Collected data
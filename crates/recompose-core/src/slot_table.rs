//! Flat, gap-free storage for the positional memory of a composition.
//!
//! Groups are stored in pre-order: a header slot followed by the group's
//! content, where `len` counts the header itself. While a pass runs, a stack
//! of [`GroupFrame`]s tracks the open groups; inserting or removing slots
//! shifts the recorded end of every open frame so the layout stays
//! contiguous without a gap buffer.
//!
//! Content of a group that the pass did not reach again is trimmed when the
//! group ends, and handed back to the caller as removed [`Slot`]s so the
//! composer can dispose the scopes and nodes they held.

use std::fmt;

use crate::slot_value::SlotValue;
use crate::{Key, NodeId, ScopeId};

pub(crate) const UNASSIGNED_SCOPE: ScopeId = 0;

#[derive(Debug, Clone, PartialEq, Eq)]
pub(crate) struct GroupHeader {
    pub(crate) key: Key,
    pub(crate) len: usize,
    pub(crate) scope: ScopeId,
    pub(crate) node: Option<NodeId>,
}

#[derive(Debug)]
pub(crate) enum Slot {
    Group(GroupHeader),
    Value(SlotValue),
}

#[derive(Debug, Clone, Copy, PartialEq, Eq)]
enum FrameKind {
    /// Whole table during a pass.
    Root,
    /// Group opened by the runtime itself; bodies may not close it.
    Boundary,
    /// Group opened by a body.
    Group,
    /// Ancestor of the group being recomposed.
    Anchor,
}

#[derive(Debug)]
struct GroupFrame {
    kind: FrameKind,
    header: Option<usize>,
    end: usize,
    inserting: bool,
    /// One past the furthest slot the pass visited inside this group.
    touched: usize,
}

#[derive(Debug, Clone, PartialEq, Eq)]
pub(crate) struct GroupStart {
    pub(crate) index: usize,
    pub(crate) scope: Option<ScopeId>,
    pub(crate) node: Option<NodeId>,
    pub(crate) inserted: bool,
    pub(crate) moved: bool,
}

#[derive(Default)]
pub(crate) struct SlotTable {
    slots: Vec<Slot>,
    frames: Vec<GroupFrame>,
    cursor: usize,
}

/// Scopes and nodes held by a removed slot range, in slot order.
#[derive(Debug, Default)]
pub(crate) struct Removed {
    pub(crate) scopes: Vec<ScopeId>,
    pub(crate) nodes: Vec<NodeId>,
    /// Nodes not nested inside another removed node.
    pub(crate) detached: Vec<NodeId>,
    pub(crate) slots: Vec<Slot>,
}

impl Removed {
    fn from_slots(slots: Vec<Slot>) -> Self {
        let mut scopes = Vec::new();
        let mut nodes = Vec::new();
        let mut detached = Vec::new();
        let mut covered_until = 0;
        for (index, slot) in slots.iter().enumerate() {
            if let Slot::Group(header) = slot {
                if header.scope != UNASSIGNED_SCOPE {
                    scopes.push(header.scope);
                }
                if let Some(node) = header.node {
                    nodes.push(node);
                    if index >= covered_until {
                        detached.push(node);
                        covered_until = index + header.len;
                    }
                }
            }
        }
        Self {
            scopes,
            nodes,
            detached,
            slots,
        }
    }

    pub(crate) fn is_empty(&self) -> bool {
        self.slots.is_empty()
    }
}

◆ Assignment
When a line of the data holds the string "inserting", pick it out and copy it.

◆ Exercise response
//! of [`GroupFrame`]s tracks the open groups; inserting or removing slots
    inserting: bool,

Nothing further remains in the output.